A new Minister for Justice was hurriedly appointed on Thursday less than 24 hours before the release of an official investigation which concluded that the former Minister for Justice Alan Shatter had failed to investigate a disturbing litany of corruption and malpractice.
Taoiseach Enda Kenny announced the appointment of former Minister for Children, Frances Fitzgerald, to take his place, while veteran backbencher Charlie Flanagan was promoted to cabinet to take over Fitzgerald’s duties.
In his damning report on a dossier of claims handed by garda whistleblower Sgt Maurice McCabe, barrister Sean Guerin called for a comprehensive commission of investigation.
He said the terms of reference for such a commission should include “definite matters of urgent public importance”, and listed a number of uninvestigated incidents which had been brought to his attention. The incidents of alleged misconduct include cases of murder, sexual abuse, child pornography, violent assault and the illegal accessing of restricted police files.
Guerin said there had been no-one to ‘heed the voice’ of whistleblowers such as Sgt McCabe, who he said had been marginalised as “someone who is not on the team”. He said there had been no ability to communicate with those raising the alarm.
“Ultimately, An Garda Siochana does not seem to have been able to do that. Nor does the Minister for Justice and Equality, despite having an independent supervisory and investigative function with statutory powers”.
In her first public comments since her appointment, Ms Fitzgerald paid tribute to the Garda whistleblowers.
“We do have to listen to critics,” she said. There was a crisis of confidence among the public in relation to the Gardai that has to be “dealt with and has to be changed”.
Despite defending the disgraced former Minister through countless scandals and right up to his departure, Tanaiste Eamon Gilmore said Alan Shatter had made the ‘right decision’ to resign on Wendesday.
He denied that the Labour party had been ‘outside the loop’ in the events which finally led to the decision by Mr Shatter to suddenly quit. “I think the right thing to do, when issues are raised, the right thing to do is to investigate them, to investigate those quickly - that’s what we’ve done in this case.”
The Taoiseach Enda Kenny said restoring confidence to the Irish justice “now becomes the number one priority for the new minister”.
Independent TD Mick Wallace -- who has been to the fore in calls for investigations into Garda wrongdoing -- said people had been ‘shocked’ by what they found out about the force in the past 18 months.
“Accountability is not something that they do,” he said. “Transparency is missing, we don’t really know how they operate a lot of the time, we hardly know what rules they work to”.

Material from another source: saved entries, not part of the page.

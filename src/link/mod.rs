// Link module - THE WIRE
// Line-oriented connection to the bridge: real serial port or a scripted simulation

mod serial;
mod sim;
mod traits;

pub use traits::{Link, LinkConfig, LinkError, LinkState, LinkStats};

pub use serial::SerialLink;

pub use sim::{Responder, SimLink};
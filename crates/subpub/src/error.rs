//! Bus error types.

use std::time::Duration;

/// Errors returned by bus operations.
#[derive(Debug, Clone, PartialEq, Eq, thiserror::Error)]
pub enum BusError {
    /// The bus has been closed. Subscribe and publish are rejected permanently.
    #[error("bus is closed")]
    Closed,

    /// Shutdown gave up waiting for delivery tasks to drain.
    ///
    /// Advisory only: delivery tasks are never killed, so handlers may still
    /// be running in the background when this is returned.
    #[error("shutdown deadline of {timeout:?} exceeded with delivery tasks still running")]
    DeadlineExceeded {
        /// The deadline that elapsed.
        timeout: Duration,
    },

    /// The bus configuration is unusable.
    #[error("invalid bus configuration: {0}")]
    InvalidConfig(String),
}

#[cfg(test)]
mod tests {
    use super::*;

    #[test]
    fn test_deadline_message_includes_timeout() {
        let err = BusError::DeadlineExceeded {
            timeout: Duration::from_millis(250),
        };
        assert!(err.to_string().contains("250ms"));
    }
}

Independent TD Clare Daly said there needed to be a root and branch review of An Garda Siochana. “The issue has always been about Garda malpractice and this matter still needs to be addressed,” she said.
Sinn Fein leader Gerry Adams called for the parliament to formally commend the Garda whistleblowers. “Instead they were smeared, bullied, dismissed,” he said.
He pointed out that both the Taoiseach and Tanaiste had recently voted confidence in the former Justice Minister, and resisted all suggestions from Sinn Fein and others to deal with the debacles surrounding him.
There was a culture of secrecy, maladministration, unaccountability and no oversight at the top of the Garda and other state agencies that needed reform, he added.
“There is a crisis of public confidence in the administration of justice,” he said. “These problems will not be resolved by rearranging the deck chairs.”